*Activity:* So that nothing is lost, write out all the lines below exactly.
[Supplied material]
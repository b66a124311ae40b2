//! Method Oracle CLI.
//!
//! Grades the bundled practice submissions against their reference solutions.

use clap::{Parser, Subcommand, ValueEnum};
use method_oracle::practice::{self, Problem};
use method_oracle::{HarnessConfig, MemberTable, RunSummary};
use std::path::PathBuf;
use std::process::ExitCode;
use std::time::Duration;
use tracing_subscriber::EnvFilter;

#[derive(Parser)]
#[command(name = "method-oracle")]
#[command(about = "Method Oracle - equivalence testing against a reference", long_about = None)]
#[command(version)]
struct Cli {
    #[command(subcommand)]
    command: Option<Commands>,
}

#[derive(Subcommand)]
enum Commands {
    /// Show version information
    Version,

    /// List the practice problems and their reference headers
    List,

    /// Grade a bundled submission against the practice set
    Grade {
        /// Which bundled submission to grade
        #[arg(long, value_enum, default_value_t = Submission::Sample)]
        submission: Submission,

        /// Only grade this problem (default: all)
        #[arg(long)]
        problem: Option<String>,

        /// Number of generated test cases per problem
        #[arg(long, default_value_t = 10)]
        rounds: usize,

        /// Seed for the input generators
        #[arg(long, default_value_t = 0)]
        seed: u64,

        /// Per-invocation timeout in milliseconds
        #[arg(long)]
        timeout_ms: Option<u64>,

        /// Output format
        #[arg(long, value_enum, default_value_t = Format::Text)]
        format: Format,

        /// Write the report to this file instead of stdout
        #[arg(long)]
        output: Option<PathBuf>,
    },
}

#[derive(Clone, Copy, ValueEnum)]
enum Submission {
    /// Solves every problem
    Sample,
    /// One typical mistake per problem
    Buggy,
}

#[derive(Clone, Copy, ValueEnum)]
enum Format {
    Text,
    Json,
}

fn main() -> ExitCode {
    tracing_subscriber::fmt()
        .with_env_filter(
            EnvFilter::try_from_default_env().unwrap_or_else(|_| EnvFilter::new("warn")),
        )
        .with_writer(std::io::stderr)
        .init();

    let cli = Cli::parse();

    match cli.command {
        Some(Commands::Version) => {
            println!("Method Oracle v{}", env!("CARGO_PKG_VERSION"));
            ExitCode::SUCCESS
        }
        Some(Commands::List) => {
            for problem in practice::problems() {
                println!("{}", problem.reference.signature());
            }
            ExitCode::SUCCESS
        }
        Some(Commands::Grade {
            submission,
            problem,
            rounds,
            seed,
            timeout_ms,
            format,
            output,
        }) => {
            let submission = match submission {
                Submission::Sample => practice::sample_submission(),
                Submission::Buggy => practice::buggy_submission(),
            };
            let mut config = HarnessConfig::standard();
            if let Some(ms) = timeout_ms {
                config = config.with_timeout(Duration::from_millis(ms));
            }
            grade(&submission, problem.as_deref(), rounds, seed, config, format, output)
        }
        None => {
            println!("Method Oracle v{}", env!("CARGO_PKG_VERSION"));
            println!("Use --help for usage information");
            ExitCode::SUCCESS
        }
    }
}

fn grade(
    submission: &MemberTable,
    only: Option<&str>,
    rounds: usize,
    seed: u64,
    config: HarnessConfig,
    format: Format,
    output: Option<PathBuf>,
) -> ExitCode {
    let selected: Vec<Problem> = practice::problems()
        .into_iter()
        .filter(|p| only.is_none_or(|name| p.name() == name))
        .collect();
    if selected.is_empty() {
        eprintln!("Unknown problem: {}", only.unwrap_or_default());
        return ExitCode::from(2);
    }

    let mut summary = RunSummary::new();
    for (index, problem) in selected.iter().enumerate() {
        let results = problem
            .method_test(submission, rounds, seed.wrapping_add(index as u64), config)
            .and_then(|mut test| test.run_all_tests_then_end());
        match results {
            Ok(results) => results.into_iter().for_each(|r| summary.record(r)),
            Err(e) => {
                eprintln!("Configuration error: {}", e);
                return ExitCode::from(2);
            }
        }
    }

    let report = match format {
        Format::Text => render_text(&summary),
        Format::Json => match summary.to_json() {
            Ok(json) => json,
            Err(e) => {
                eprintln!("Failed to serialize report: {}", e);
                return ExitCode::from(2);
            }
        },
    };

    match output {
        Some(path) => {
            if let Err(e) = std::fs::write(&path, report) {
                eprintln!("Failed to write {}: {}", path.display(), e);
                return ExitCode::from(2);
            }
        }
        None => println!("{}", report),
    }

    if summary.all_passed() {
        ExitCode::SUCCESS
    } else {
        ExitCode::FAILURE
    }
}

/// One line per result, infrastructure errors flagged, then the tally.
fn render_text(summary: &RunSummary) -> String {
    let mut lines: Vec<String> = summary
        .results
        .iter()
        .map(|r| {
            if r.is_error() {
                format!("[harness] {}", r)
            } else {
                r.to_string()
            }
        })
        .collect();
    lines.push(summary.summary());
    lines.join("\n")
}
[/Supplied material]
*Answer box:*
repository b66a124311ae40b2
//! Method Oracle CLI.
//!
//! Grades the bundled practice submissions against their reference solutions.

use clap::{Parser, Subcommand, ValueEnum};
use method_oracle::practice::{self, Problem};
use method_oracle::{HarnessConfig, MemberTable, RunSummary};
use std::path::PathBuf;
use std::process::ExitCode;
use std::time::Duration;
use tracing_subscriber::EnvFilter;

#[derive(Parser)]
#[command(name = "method-oracle")]
#[command(about = "Method Oracle - equivalence testing against a reference", long_about = None)]
#[command(version)]
struct Cli {
    #[command(subcommand)]
    command: Option<Commands>,
}

#[derive(Subcommand)]
enum Commands {
    /// Show version information
    Version,

    /// List the practice problems and their reference headers
    List,

    /// Grade a bundled submission against the practice set
    Grade {
        /// Which bundled submission to grade
        #[arg(long, value_enum, default_value_t = Submission::Sample)]
        submission: Submission,

        /// Only grade this problem (default: all)
        #[arg(long)]
        problem: Option<String>,

        /// Number of generated test cases per problem
        #[arg(long, default_value_t = 10)]
        rounds: usize,

        /// Seed for the input generators
        #[arg(long, default_value_t = 0)]
        seed: u64,

        /// Per-invocation timeout in milliseconds
        #[arg(long)]
        timeout_ms: Option<u64>,

        /// Output format
        #[arg(long, value_enum, default_value_t = Format::Text)]
        format: Format,

        /// Write the report to this file instead of stdout
        #[arg(long)]
        output: Option<PathBuf>,
    },
}

#[derive(Clone, Copy, ValueEnum)]
enum Submission {
    /// Solves every problem
    Sample,
    /// One typical mistake per problem
    Buggy,
}

#[derive(Clone, Copy, ValueEnum)]
enum Format {
    Text,
    Json,
}

fn main() -> ExitCode {
    tracing_subscriber::fmt()
        .with_env_filter(
            EnvFilter::try_from_default_env().unwrap_or_else(|_| EnvFilter::new("warn")),
        )
        .with_writer(std::io::stderr)
        .init();

    let cli = Cli::parse();

    match cli.command {
        Some(Commands::Version) => {
            println!("Method Oracle v{}", env!("CARGO_PKG_VERSION"));
            ExitCode::SUCCESS
        }
        Some(Commands::List) => {
            for problem in practice::problems() {
                println!("{}", problem.reference.signature());
            }
            ExitCode::SUCCESS
        }
        Some(Commands::Grade {
            submission,
            problem,
            rounds,
            seed,
            timeout_ms,
            format,
            output,
        }) => {
            let submission = match submission {
                Submission::Sample => practice::sample_submission(),
                Submission::Buggy => practice::buggy_submission(),
            };
            let mut config = HarnessConfig::standard();
            if let Some(ms) = timeout_ms {
                config = config.with_timeout(Duration::from_millis(ms));
            }
            grade(&submission, problem.as_deref(), rounds, seed, config, format, output)
        }
        None => {
            println!("Method Oracle v{}", env!("CARGO_PKG_VERSION"));
            println!("Use --help for usage information");
            ExitCode::SUCCESS
        }
    }
}

fn grade(
    submission: &MemberTable,
    only: Option<&str>,
    rounds: usize,
    seed: u64,
    config: HarnessConfig,
    format: Format,
    output: Option<PathBuf>,
) -> ExitCode {
    let selected: Vec<Problem> = practice::problems()
        .into_iter()
        .filter(|p| only.is_none_or(|name| p.name() == name))
        .collect();
    if selected.is_empty() {
        eprintln!("Unknown problem: {}", only.unwrap_or_default());
        return ExitCode::from(2);
    }

    let mut summary = RunSummary::new();
    for (index, problem) in selected.iter().enumerate() {
        let results = problem
            .method_test(submission, rounds, seed.wrapping_add(index as u64), config)
            .and_then(|mut test| test.run_all_tests_then_end());
        match results {
            Ok(results) => results.into_iter().for_each(|r| summary.record(r)),
            Err(e) => {
                eprintln!("Configuration error: {}", e);
                return ExitCode::from(2);
            }
        }
    }

    let report = match format {
        Format::Text => render_text(&summary),
        Format::Json => match summary.to_json() {
            Ok(json) => json,
            Err(e) => {
                eprintln!("Failed to serialize report: {}", e);
                return ExitCode::from(2);
            }
        },
    };

    match output {
        Some(path) => {
            if let Err(e) = std::fs::write(&path, report) {
                eprintln!("Failed to write {}: {}", path.display(), e);
                return ExitCode::from(2);
            }
        }
        None => println!("{}", report),
    }

    if summary.all_passed() {
        ExitCode::SUCCESS
    } else {
        ExitCode::FAILURE
    }
}

/// One line per result, infrastructure errors flagged, then the tally.
fn render_text(summary: &RunSummary) -> String {
    let mut lines: Vec<String> = summary
        .results
        .iter()
        .map(|r| {
            if r.is_error() {
                format!("[harness] {}", r)
            } else {
                r.to_string()
            }
        })
        .collect();
    lines.push(summary.summary());
    lines.join("\n")
}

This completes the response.